WHAT THE TASK ASKS =
Write out each line of the entries below that holds the word "enum".

DATA TO PROCESS =
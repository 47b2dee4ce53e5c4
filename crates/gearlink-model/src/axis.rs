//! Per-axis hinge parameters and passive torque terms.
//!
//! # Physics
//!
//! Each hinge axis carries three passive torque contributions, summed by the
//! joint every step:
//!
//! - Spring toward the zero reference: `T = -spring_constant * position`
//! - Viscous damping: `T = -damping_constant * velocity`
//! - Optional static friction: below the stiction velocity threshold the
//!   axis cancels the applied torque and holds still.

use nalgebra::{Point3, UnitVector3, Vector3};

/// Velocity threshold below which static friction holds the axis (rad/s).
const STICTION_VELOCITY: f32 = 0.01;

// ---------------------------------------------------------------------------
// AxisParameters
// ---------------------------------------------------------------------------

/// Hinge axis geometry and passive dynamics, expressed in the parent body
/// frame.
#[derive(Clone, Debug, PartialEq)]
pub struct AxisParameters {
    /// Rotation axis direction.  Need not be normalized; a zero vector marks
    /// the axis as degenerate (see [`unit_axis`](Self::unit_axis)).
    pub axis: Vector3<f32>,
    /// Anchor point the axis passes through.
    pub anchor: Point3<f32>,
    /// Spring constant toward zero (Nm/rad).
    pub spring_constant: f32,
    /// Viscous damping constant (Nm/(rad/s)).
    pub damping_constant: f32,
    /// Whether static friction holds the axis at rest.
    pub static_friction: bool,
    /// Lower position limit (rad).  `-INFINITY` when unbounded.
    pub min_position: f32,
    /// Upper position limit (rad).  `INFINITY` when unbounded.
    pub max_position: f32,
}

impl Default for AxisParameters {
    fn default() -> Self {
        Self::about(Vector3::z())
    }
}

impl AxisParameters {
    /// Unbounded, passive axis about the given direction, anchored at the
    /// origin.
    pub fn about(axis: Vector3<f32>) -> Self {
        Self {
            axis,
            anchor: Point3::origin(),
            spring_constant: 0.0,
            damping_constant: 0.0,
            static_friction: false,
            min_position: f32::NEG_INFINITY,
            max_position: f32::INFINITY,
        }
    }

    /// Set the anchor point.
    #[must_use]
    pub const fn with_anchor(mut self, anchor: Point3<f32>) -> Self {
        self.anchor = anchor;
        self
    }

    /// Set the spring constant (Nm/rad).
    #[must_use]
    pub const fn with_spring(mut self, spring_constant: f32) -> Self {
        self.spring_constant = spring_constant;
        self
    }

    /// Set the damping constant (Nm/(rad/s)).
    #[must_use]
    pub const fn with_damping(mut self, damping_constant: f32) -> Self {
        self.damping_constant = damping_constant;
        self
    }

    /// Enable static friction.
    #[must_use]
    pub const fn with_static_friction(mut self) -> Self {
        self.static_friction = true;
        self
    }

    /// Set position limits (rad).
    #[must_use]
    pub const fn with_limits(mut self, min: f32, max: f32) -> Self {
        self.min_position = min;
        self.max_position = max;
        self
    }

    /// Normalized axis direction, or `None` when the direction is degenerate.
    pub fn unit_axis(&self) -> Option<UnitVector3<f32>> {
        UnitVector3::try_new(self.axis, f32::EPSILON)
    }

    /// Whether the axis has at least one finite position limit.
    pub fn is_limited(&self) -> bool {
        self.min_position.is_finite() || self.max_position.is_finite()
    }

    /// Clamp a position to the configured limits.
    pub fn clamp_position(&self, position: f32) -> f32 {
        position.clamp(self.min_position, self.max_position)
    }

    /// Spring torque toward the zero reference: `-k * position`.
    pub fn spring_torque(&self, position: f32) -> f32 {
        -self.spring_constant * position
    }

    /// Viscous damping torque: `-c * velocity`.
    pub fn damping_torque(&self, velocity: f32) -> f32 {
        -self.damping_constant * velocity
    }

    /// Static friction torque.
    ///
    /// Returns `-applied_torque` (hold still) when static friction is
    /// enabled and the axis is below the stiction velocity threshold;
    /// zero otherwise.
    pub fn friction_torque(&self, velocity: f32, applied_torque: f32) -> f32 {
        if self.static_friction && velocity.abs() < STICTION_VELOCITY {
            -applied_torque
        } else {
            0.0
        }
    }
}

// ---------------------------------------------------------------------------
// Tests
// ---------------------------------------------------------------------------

==

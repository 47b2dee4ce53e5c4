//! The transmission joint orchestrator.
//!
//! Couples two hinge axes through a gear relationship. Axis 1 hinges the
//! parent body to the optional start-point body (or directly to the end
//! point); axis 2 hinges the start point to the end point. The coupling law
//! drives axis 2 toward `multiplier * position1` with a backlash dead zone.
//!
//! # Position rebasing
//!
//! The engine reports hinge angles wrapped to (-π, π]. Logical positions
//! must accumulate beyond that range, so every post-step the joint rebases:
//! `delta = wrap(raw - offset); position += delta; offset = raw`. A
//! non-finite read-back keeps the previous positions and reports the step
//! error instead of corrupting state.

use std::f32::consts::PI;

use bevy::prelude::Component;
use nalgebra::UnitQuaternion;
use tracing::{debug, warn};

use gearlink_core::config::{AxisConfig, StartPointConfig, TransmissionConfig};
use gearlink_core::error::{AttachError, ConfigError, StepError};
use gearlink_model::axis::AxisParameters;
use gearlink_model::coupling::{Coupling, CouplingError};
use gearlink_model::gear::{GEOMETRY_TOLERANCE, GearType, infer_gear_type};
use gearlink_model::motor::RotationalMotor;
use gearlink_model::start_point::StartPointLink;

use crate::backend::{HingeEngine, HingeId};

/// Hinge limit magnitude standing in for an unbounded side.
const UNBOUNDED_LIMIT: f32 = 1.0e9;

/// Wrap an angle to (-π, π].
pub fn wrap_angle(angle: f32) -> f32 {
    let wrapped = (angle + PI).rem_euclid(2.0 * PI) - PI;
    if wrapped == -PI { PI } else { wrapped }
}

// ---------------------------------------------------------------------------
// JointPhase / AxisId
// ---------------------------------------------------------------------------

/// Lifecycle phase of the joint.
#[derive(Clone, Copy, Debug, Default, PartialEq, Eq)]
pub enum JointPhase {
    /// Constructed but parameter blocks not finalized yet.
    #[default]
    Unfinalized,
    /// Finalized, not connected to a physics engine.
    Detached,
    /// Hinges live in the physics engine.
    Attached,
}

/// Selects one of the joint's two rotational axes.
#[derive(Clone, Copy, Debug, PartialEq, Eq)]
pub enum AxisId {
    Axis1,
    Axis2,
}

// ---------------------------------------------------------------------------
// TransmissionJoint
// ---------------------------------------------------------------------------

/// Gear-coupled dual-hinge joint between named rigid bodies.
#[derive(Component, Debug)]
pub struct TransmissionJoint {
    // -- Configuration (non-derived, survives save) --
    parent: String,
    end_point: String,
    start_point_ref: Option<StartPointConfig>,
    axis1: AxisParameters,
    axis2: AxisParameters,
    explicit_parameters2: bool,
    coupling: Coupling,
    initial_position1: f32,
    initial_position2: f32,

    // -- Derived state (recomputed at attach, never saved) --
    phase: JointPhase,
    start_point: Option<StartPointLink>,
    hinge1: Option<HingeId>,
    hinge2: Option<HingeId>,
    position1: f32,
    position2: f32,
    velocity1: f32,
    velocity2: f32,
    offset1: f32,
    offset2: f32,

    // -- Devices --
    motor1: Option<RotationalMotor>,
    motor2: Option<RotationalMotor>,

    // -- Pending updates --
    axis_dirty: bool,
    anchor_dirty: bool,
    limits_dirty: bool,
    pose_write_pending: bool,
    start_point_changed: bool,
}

EXERCISE SOLUTION =
pub enum JointPhase {
pub enum AxisId {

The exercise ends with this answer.